(Beginning of DATASET ENTRIES)

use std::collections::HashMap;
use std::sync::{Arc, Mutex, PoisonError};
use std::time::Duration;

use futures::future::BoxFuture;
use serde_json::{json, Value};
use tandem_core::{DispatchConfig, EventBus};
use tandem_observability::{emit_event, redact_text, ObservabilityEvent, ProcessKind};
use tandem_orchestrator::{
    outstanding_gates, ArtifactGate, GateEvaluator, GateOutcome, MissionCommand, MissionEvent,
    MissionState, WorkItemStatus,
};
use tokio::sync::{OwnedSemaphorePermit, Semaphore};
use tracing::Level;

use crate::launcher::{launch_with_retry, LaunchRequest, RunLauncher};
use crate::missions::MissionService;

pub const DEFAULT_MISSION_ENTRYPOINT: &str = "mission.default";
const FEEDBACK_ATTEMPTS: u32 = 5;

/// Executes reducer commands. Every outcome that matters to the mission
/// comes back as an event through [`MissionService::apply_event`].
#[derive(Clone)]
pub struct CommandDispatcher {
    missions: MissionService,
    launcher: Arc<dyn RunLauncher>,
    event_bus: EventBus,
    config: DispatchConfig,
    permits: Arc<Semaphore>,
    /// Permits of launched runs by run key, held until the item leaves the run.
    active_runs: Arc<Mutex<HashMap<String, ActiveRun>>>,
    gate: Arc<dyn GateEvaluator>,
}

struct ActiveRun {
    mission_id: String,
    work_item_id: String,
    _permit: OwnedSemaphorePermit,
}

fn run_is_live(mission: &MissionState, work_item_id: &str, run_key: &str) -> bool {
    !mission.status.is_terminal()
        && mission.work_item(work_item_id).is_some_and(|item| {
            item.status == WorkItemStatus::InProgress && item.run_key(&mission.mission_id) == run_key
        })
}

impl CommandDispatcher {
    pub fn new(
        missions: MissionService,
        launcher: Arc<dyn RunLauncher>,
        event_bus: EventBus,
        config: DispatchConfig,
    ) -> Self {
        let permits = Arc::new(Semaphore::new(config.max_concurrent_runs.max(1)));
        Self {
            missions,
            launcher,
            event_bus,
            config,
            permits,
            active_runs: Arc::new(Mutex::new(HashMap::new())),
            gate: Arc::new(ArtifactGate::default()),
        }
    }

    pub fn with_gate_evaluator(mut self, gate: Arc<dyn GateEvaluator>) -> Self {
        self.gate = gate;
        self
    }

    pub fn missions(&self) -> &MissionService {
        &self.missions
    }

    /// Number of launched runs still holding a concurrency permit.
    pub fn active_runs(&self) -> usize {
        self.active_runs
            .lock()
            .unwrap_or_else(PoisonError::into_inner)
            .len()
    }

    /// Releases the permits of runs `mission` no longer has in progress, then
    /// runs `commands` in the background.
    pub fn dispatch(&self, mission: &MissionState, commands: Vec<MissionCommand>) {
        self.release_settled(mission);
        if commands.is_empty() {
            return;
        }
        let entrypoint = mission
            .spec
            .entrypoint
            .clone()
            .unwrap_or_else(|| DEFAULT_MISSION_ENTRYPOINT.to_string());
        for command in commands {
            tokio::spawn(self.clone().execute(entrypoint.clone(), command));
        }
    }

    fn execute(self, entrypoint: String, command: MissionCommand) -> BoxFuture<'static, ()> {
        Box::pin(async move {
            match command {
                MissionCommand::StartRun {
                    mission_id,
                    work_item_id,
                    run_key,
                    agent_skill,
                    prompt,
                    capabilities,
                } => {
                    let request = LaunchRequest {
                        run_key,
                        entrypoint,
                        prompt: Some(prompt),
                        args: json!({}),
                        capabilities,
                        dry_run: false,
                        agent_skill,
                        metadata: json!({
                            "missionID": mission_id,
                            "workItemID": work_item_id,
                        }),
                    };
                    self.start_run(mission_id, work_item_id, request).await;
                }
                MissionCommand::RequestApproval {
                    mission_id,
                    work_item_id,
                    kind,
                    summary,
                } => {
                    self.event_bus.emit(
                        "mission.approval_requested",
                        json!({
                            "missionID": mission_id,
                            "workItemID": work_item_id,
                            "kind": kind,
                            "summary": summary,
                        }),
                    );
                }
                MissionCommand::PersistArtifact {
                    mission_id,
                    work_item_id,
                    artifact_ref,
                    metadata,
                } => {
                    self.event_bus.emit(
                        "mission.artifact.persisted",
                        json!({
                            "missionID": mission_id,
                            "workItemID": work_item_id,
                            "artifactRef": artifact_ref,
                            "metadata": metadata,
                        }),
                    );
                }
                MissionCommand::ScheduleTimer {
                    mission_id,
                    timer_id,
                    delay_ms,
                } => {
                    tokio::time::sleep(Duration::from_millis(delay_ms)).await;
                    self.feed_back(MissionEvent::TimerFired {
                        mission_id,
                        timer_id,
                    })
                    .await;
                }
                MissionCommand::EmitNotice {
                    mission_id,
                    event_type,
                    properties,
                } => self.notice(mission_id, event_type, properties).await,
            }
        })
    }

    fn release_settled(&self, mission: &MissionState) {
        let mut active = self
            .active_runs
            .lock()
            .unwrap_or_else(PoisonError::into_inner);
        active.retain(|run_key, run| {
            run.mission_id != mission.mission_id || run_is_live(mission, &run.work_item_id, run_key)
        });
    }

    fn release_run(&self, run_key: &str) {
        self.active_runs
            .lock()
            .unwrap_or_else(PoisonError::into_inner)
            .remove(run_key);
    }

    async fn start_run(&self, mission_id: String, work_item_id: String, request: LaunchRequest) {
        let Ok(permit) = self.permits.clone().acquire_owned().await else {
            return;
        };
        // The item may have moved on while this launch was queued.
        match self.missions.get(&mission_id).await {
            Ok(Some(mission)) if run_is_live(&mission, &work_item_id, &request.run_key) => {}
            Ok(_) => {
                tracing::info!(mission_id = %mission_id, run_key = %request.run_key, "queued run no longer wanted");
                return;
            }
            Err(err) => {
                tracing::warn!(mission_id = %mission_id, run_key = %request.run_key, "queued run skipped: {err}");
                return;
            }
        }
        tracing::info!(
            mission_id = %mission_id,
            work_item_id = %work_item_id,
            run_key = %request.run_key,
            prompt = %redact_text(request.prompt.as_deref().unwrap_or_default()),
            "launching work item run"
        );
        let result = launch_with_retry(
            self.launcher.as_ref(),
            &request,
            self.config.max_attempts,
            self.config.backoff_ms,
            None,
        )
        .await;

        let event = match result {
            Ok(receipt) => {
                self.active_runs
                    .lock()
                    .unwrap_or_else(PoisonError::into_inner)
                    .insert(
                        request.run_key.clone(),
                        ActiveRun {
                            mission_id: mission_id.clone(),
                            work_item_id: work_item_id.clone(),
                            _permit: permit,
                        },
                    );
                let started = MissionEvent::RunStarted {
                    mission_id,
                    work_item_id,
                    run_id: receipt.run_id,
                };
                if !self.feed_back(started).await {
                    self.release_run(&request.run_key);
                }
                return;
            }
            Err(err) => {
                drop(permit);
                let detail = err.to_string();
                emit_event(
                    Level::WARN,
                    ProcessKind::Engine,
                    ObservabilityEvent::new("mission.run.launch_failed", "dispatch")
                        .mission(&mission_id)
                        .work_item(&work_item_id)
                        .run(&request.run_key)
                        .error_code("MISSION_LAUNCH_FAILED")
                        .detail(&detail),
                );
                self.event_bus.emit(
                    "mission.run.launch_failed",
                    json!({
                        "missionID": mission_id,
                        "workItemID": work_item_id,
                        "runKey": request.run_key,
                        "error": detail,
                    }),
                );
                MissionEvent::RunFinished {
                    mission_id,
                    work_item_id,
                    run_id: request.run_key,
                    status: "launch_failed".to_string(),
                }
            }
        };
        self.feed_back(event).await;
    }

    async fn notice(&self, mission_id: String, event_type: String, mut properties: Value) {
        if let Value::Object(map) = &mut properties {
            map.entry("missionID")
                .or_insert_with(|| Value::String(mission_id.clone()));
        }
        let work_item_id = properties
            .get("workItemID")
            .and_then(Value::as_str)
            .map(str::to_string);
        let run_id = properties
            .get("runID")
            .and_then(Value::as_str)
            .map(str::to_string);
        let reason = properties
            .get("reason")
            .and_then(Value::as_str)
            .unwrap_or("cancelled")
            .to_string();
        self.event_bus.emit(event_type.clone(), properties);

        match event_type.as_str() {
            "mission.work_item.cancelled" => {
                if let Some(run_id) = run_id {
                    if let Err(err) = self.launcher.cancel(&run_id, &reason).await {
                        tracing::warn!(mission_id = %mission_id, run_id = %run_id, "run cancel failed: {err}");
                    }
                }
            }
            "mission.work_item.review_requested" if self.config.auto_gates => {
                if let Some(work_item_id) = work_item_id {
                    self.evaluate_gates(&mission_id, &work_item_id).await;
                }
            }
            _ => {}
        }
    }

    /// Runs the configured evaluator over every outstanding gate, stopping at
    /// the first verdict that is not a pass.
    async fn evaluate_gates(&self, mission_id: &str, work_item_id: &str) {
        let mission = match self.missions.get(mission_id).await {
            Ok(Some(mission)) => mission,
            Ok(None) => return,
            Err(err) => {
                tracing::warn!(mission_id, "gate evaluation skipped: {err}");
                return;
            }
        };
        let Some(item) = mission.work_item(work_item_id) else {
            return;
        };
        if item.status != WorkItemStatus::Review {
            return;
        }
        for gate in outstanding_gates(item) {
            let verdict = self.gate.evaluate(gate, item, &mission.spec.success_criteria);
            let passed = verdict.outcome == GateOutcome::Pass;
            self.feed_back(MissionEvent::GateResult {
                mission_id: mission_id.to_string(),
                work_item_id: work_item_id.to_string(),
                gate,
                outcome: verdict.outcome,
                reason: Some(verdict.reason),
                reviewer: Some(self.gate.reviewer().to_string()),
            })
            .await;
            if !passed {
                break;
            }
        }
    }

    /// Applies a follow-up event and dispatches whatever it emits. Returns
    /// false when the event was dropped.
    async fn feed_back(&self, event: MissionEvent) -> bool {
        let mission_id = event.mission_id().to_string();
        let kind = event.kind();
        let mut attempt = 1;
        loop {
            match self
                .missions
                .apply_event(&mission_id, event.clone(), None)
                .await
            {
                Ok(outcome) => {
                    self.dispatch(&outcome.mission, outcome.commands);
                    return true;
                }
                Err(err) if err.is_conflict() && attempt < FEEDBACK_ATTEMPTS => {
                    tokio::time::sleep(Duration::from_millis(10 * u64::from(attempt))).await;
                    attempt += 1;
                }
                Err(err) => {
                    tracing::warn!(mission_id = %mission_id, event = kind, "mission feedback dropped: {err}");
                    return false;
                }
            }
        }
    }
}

(End of DATASET ENTRIES)

→ EXERCISE DESCRIPTION: Among the entries, how many lines hold the word "commands"? Please answer with only that number.

→ TASK ANSWER: 6